In 100 cases, no environmental risk factors for VTE were reported (48%). Air travel was reported by 31 cases (15%) and 16 controls (8%), with an OR of 2.1 (95% CI 1.1-1.4). The odds ratio associated with long distance flights was 3.0 (95% CI 0.9-9.5). The most common transient risk factor observed was oral contraceptive use, with 61% of cases and 27% of controls reporting use. Thrombophilia was present in 102 cases (49%) and 26 controls (12%) with an OR of 6.7 (95% CI 4.1-10.9). The distribution of thrombophilia was similar in cases who developed VTE after air travel (58%) and in those who did not fly before the event (47%).

In general, the interaction between air travel, thrombophilia, and oral contraceptive use in determining VTE is significant.
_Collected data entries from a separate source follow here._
use std::sync::{Mutex, MutexGuard};

/// Lock a pane (or the layout) even if a writer panicked while holding it.
/// The writer's last state is kept and the poison flag cleared, so only the
/// first recovery per lock is reported.
pub(crate) fn lock_or_recover<'a, T>(
    lock: &'a Mutex<T>,
    pane: &'static str,
) -> MutexGuard<'a, T> {
    lock.lock().unwrap_or_else(|poisoned| {
        tracing::warn!(pane, "pane lock poisoned by a panicking writer, keeping its contents");
        lock.clear_poison();
        poisoned.into_inner()
    })
}

#[cfg(test)]
mod tests {
    use super::*;
    use std::sync::Arc;
    use std::thread;

    #[test]
    fn poisoned_pane_keeps_lines_and_heals() {
        let lines = Arc::new(Mutex::new(vec!["first".to_string()]));
        let writer = Arc::clone(&lines);
        let _ = thread::spawn(move || {
            let mut guard = writer.lock().expect("lock");
            guard.push("half-written".to_string());
            panic!("operation blew up mid-update");
        })
        .join();
        assert!(lines.is_poisoned());

        lock_or_recover(&lines, "log pane").push("after".to_string());
        assert!(!lines.is_poisoned());
        assert_eq!(
            *lock_or_recover(&lines, "log pane"),
            ["first", "half-written", "after"]
        );
    }
}
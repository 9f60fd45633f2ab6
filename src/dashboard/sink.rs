use chrono::Local;
use std::fmt;
use std::sync::Arc;

use super::Dashboard;
use crate::log_debug_content;

#[derive(Debug, Clone, Copy, PartialEq, Eq)]
pub enum LogLevel {
    Info,
    Warn,
    Error,
}

impl LogLevel {
    /// Keyword the log pane's color rules key on.
    pub fn keyword(self) -> &'static str {
        match self {
            LogLevel::Info => "info",
            LogLevel::Warn => "warn",
            LogLevel::Error => "error",
        }
    }
}

impl fmt::Display for LogLevel {
    fn fmt(&self, f: &mut fmt::Formatter<'_>) -> fmt::Result {
        f.write_str(self.keyword())
    }
}

/// Destination for leveled, human-readable messages.
pub trait LogSink: Send + Sync {
    fn emit(&self, level: LogLevel, message: &str);

    fn info(&self, message: &str) {
        self.emit(LogLevel::Info, message);
    }

    fn warn(&self, message: &str) {
        self.emit(LogLevel::Warn, message);
    }

    fn error(&self, message: &str) {
        self.emit(LogLevel::Error, message);
    }
}

/// Appends timestamped entries to the dashboard's log pane and mirrors them
/// to `tracing`.
pub struct PaneLogSink {
    dashboard: Arc<Dashboard>,
    source: String,
}

impl PaneLogSink {
    pub fn new(dashboard: Arc<Dashboard>, source: impl Into<String>) -> Self {
        Self {
            dashboard,
            source: source.into(),
        }
    }
}

impl LogSink for PaneLogSink {
    fn emit(&self, level: LogLevel, message: &str) {
        let timestamp = Local::now().format("%H:%M:%S").to_string();
        let line = format_log_line(&timestamp, &self.source, level, message);
        match level {
            LogLevel::Info => tracing::info!(source = %self.source, "{message}"),
            LogLevel::Warn => tracing::warn!(source = %self.source, "{message}"),
            LogLevel::Error => tracing::error!(source = %self.source, "{message}"),
        }
        log_debug_content(&line);
        self.dashboard.push_log_line(line);
    }
}

/// `"<timestamp> <source>/<level>| <message>"`
pub fn format_log_line(timestamp: &str, source: &str, level: LogLevel, message: &str) -> String {
    format!("{timestamp} {source}/{level}| {message}")
}

#[cfg(test)]
mod tests {
    use super::*;
    use crate::dashboard::DashboardOptions;

    #[test]
    fn formats_source_and_level() {
        assert_eq!(
            format_log_line("12:00", "Requests", LogLevel::Error, "foo-3 404 Not Found"),
            "12:00 Requests/error| foo-3 404 Not Found"
        );
    }

    #[test]
    fn pane_sink_appends_to_log_pane() {
        let dashboard = Arc::new(Dashboard::new(DashboardOptions::default()).expect("dashboard"));
        let sink = PaneLogSink::new(Arc::clone(&dashboard), "Requests");
        sink.warn("Created 3 jobs");
        sink.error("files-3 404 Not Found");
        let lines = dashboard.log_lines();
        assert_eq!(lines.len(), 2);
        assert!(lines[0].ends_with(" Requests/warn| Created 3 jobs"));
        assert!(lines[1].contains("Requests/error| files-3"));
    }
}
Compared with the reference group (who did not fly or have thrombophilia), there was a 6-fold increased risk for those with thrombophilia, a 2-fold increased risk in those who flew, and a 16-fold increased risk for those with both risk factors. Compared with the reference group (who did not fly or use oral contraceptives), there was a 4-fold increased risk for OC users, a 2-fold increased risk for those who flew, and 14-fold increased risk for those with both risk factors. Adjusted measures were reportedly not significantly different from crude measures.
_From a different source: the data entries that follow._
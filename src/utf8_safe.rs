//! Column-aware string helpers for painting into fixed-width panes.
//!
//! Pane content comes from arbitrary labels and error messages, so every
//! clip has to respect UTF-8 boundaries and double-width glyphs.

use unicode_width::{UnicodeWidthChar, UnicodeWidthStr};

/// Display width of `s` in terminal columns.
pub fn display_width(s: &str) -> usize {
    UnicodeWidthStr::width(s)
}

/// Return a slice of the string bounded by display columns rather than raw characters.
/// A double-width glyph that would straddle the right edge is left out.
pub fn window_by_columns(s: &str, start_cols: usize, width_cols: usize) -> &str {
    if width_cols == 0 || s.is_empty() {
        return "";
    }

    let mut col = 0usize;
    let mut start_byte = 0usize;
    let mut start_found = false;
    let mut end_byte = s.len();
    let target_end = start_cols.saturating_add(width_cols);

    for (idx, ch) in s.char_indices() {
        let glyph_width = UnicodeWidthChar::width(ch).unwrap_or(0).max(1);
        let next_col = col.saturating_add(glyph_width);

        if !start_found && col <= start_cols && start_cols < next_col {
            start_byte = idx;
            start_found = true;
        }

        if start_found && next_col > target_end {
            end_byte = idx;
            break;
        }

        col = next_col;
    }

    if !start_found || start_byte > end_byte {
        return "";
    }

    &s[start_byte..end_byte]
}

/// Clip `s` to `max_cols` display columns, marking the cut with an ellipsis.
pub fn ellipsize_columns(s: &str, max_cols: usize) -> String {
    if display_width(s) <= max_cols {
        return s.to_string();
    }
    if max_cols <= 1 {
        return String::from("…");
    }
    format!("{}…", window_by_columns(s, 0, max_cols - 1))
}
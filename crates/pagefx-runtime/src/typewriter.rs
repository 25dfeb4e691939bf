#![forbid(unsafe_code)]

//! Typewriter text effect.
//!
//! Elements with the text attribute are emptied at boot and retyped one
//! character per tick. The first character appears immediately.

use std::time::Duration;

use pagefx_core::{Document, ElementId, Selector};

use crate::config::TypewriterConfig;
use crate::error::{PageError, Result};
use crate::scheduler::Scheduler;
use crate::task::Task;

#[derive(Debug, Clone)]
struct Line {
    element: ElementId,
    chars: Vec<char>,
    typed: usize,
}

impl Line {
    fn is_done(&self) -> bool {
        self.typed >= self.chars.len()
    }
}

#[derive(Debug, Clone)]
pub struct Typewriter {
    interval: Duration,
    lines: Vec<Line>,
}

impl Typewriter {
    /// Collect typewriter elements. Elements with empty text are skipped.
    #[must_use]
    pub fn attach<D: Document + ?Sized>(config: &TypewriterConfig, doc: &D) -> Self {
        let lines = doc
            .query_all(&Selector::attribute(config.text_attribute.clone()))
            .into_iter()
            .filter_map(|element| {
                let text = doc.attribute(element, &config.text_attribute)?;
                (!text.is_empty()).then(|| Line {
                    element,
                    chars: text.chars().collect(),
                    typed: 0,
                })
            })
            .collect();
        Self {
            interval: config.char_interval(),
            lines,
        }
    }

    #[must_use]
    pub fn len(&self) -> usize {
        self.lines.len()
    }

    #[must_use]
    pub fn is_empty(&self) -> bool {
        self.lines.is_empty()
    }

    /// Clear every element and type its first character.
    ///
    /// A line that cannot be cleared is skipped; the others still start.
    /// Returns the first failure.
    pub fn boot<D: Document + ?Sized>(
        &mut self,
        doc: &mut D,
        scheduler: &mut Scheduler<Task>,
        now: Duration,
    ) -> Result<()> {
        let mut first_err = None;
        for index in 0..self.lines.len() {
            let started = doc
                .set_text(self.lines[index].element, "")
                .map_err(PageError::from)
                .and_then(|()| self.tick(doc, scheduler, now, index));
            if let Err(err) = started {
                first_err.get_or_insert(err);
            }
        }
        match first_err {
            Some(err) => Err(err),
            None => Ok(()),
        }
    }

    /// Type the next character of line `index`.
    pub fn tick<D: Document + ?Sized>(
        &mut self,
        doc: &mut D,
        scheduler: &mut Scheduler<Task>,
        now: Duration,
        index: usize,
    ) -> Result<()> {
        let Some(line) = self.lines.get_mut(index) else {
            return Ok(());
        };
        if line.is_done() {
            return Ok(());
        }
        line.typed += 1;
        let shown: String = line.chars[..line.typed].iter().collect();
        if !line.is_done() {
            scheduler.schedule_after(now, self.interval, Task::TypewriterTick(index));
        }
        doc.set_text(line.element, &shown)?;
        Ok(())
    }

    /// Whether every line finished typing.
    #[must_use]
    pub fn is_done(&self) -> bool {
        self.lines.iter().all(Line::is_done)
    }
}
Public Health Implications

The findings from this study are significant, but more research must be conducted to assess interaction among thrombophilia, OC use, and VTE. Though literature has both confirmed and refuted the association between air travel and VTE, the association is still widely discussed. Two previous studies regarding the association between VTE and travel did not differentiate air travel from surface travel, and also involved referral bias (3,4). In the Ferrari et al. study, the control group was inappropriately selected (3). A third study avoided referral bias, but failed to show an association between DVT and air travel (5). This may have been due to low numbers of both cases and controls (both 2%) with exposure to air travel the month preceding the visit. Also, this study included individuals with malignant disease and the mean age was 63. The current study selected controls by ruling out thrombosis by using a structured, validated questionnaire. Also, cases with lower-limb DVT were limited to those with proximal thrombi, avoiding potential misclassification by inaccurate ultrasonographic assessment of distal thrombosis. In a randomized trial of compression stockings to reduce DVT, false-positive results could not be ruled out (7).
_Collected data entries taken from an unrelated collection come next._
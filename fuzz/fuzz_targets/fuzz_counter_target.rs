#![no_main]

use libfuzzer_sys::fuzz_target;
use pagefx_core::format::{group_digits, locale_for_tag, parse_leading_integer};

// Input: `<language tag>\n<counter target>`.
fuzz_target!(|data: &[u8]| {
    let raw = String::from_utf8_lossy(data);
    let (tag, target) = raw.split_once('\n').unwrap_or(("en", &raw));
    let locale = locale_for_tag(tag);
    if let Some(value) = parse_leading_integer(target) {
        let grouped = group_digits(value, &locale);
        assert_eq!(grouped.replace(locale.separator(), ""), value.to_string());
    }
});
Though results of this study are significant, wide confidence intervals implicate instability of the risk estimates. The authors speculate this is due to the small number of controls exposed to air travel. It has been suggested that simple behavioral modifications (adequate hydration, limitation of alcohol, leg exercise, and elastic stockings) may help prevent VTE in low and high risk individuals. One study has been conducted to evaluate the effectiveness of prophylaxis of high risk individuals, leaning in favor of a single dose of low-molecular-weight heparin instead of aspirin (6). More such studies must be conducted to determine feasibility and utility of prophylactic measures. The use of anticoagulants is a common treatment for severe cases, but it is not without risk of excess bleeding. Inability to clot can become problematic (especially during surgery or trauma), and often calls for a cost-benefit approach to such therapy.

References

1. Martinelli I. Risk factors in venous thromboembolism. Thromb Haemost. 2001; 86:395-403.
2. Homans J. Thrombosis of the deep leg veins due to prolonged sitting. N Engl J Med. 1954; 250:148-149.
3. Ferrari E., et al. Travel as a risk factor for venous thromboembolic disease: a case-control study. Chest. 1999;115:440-444.
4. Samama MM. An epidemiologic study of risk factors for deep vein thrombosis in medical outpatients: the Sirius Study. Arch Intern Med. 2000;160:3415-3420.
5. Kraaijenhagen RA., et al. Travel and risk of venous thrombosis. Lancet. 2000;356:1492.
6. Cesarone MR., et al. Venous thrombosis from air travel: the LONFLIT3 Study: prevention with aspirin vs low-molecular-weight heparin (LMWH) in high-risk subjects: a randomized trial. Angiology. 2002;53:1-6.
7. Scurr J., et al. Frequency and prevention of symptomless deep-vein thrombosis in long-haul flights: a randomized trial. Lancet. 2001;357:1485-1489.